___ Records shown ___

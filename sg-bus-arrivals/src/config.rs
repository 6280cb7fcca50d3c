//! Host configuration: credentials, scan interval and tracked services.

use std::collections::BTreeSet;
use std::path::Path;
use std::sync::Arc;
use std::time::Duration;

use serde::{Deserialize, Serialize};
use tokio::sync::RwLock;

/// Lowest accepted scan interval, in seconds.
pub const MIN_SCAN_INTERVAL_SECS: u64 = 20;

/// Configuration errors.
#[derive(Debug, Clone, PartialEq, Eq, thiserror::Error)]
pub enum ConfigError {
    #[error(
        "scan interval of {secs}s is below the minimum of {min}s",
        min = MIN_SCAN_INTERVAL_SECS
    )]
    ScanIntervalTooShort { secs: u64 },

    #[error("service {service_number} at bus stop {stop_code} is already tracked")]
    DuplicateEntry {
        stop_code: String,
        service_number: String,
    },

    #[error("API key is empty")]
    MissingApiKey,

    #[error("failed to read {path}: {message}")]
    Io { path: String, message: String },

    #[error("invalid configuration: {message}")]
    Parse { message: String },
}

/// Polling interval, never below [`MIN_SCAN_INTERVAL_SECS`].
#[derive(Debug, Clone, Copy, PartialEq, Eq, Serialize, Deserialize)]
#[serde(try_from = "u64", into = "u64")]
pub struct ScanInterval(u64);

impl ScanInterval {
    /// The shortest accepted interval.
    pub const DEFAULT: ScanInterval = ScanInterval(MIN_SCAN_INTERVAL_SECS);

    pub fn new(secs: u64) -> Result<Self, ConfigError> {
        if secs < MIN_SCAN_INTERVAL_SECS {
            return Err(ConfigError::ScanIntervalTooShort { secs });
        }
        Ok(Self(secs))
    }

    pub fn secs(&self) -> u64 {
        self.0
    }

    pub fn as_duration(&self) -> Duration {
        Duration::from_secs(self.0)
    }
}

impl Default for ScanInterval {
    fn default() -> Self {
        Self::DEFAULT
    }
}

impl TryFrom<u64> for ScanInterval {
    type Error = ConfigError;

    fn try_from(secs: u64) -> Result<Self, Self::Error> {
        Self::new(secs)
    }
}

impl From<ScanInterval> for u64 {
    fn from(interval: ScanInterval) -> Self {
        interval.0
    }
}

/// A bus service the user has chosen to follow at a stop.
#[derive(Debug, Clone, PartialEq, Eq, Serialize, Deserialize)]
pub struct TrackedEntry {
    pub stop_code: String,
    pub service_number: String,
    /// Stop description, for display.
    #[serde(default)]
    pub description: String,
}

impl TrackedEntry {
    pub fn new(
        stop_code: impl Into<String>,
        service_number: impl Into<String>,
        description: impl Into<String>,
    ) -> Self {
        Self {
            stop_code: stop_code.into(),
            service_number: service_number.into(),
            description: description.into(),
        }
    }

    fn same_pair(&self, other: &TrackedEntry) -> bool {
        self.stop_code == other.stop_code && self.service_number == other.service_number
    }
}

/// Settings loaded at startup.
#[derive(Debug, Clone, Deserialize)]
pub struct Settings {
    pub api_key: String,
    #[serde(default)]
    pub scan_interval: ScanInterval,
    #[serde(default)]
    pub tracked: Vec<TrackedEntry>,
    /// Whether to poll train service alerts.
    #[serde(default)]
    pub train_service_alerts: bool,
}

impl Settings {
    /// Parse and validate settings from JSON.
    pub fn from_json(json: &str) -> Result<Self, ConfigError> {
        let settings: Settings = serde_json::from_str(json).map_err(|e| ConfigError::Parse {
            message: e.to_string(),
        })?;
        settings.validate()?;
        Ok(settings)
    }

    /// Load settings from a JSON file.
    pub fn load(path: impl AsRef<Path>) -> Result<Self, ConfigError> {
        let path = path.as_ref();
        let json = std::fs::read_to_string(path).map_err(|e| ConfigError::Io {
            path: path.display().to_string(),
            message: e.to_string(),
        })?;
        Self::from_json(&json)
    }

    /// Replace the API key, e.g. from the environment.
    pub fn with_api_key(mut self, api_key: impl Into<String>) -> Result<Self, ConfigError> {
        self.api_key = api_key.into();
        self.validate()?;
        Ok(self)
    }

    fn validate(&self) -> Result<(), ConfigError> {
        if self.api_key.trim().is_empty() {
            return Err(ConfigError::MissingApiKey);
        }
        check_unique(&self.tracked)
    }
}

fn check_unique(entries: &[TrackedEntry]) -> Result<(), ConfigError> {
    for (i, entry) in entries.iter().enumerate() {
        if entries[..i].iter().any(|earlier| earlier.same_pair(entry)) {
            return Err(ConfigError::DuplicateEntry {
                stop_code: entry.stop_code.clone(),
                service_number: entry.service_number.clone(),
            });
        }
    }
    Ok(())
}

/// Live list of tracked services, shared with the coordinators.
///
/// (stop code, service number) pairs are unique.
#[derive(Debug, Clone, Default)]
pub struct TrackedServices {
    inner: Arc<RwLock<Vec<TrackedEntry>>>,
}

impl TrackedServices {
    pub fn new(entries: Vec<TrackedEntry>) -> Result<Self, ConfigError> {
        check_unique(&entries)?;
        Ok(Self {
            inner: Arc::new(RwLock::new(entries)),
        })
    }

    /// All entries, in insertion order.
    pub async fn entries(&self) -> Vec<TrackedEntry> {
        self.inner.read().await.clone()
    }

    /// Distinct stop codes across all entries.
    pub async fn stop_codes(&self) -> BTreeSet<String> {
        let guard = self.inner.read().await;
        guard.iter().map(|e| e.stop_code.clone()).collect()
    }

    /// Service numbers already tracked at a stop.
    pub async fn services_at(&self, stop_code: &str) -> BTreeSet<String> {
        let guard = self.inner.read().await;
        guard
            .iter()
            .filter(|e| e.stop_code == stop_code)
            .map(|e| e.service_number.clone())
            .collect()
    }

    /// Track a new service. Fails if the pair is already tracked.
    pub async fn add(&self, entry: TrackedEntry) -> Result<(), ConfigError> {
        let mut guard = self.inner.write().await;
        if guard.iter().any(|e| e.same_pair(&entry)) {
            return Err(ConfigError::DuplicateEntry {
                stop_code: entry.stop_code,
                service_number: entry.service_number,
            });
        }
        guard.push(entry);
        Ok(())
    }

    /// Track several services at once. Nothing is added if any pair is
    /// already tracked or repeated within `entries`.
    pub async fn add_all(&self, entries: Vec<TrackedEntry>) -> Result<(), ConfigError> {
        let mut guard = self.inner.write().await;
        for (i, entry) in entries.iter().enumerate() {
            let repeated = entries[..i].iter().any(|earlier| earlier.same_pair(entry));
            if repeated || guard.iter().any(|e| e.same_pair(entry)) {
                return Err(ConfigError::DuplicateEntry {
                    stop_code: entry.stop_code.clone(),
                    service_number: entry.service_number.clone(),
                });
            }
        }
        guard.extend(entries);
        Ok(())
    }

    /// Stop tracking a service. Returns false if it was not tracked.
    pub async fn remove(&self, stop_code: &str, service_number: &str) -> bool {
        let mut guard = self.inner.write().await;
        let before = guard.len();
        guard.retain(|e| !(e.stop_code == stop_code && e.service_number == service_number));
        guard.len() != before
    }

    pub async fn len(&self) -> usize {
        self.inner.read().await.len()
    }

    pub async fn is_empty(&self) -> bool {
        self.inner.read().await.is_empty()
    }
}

___

Task details –
Using the records above, give the number of lines in which the word "bool" occurs, and nothing else.

Solution to this problem –
4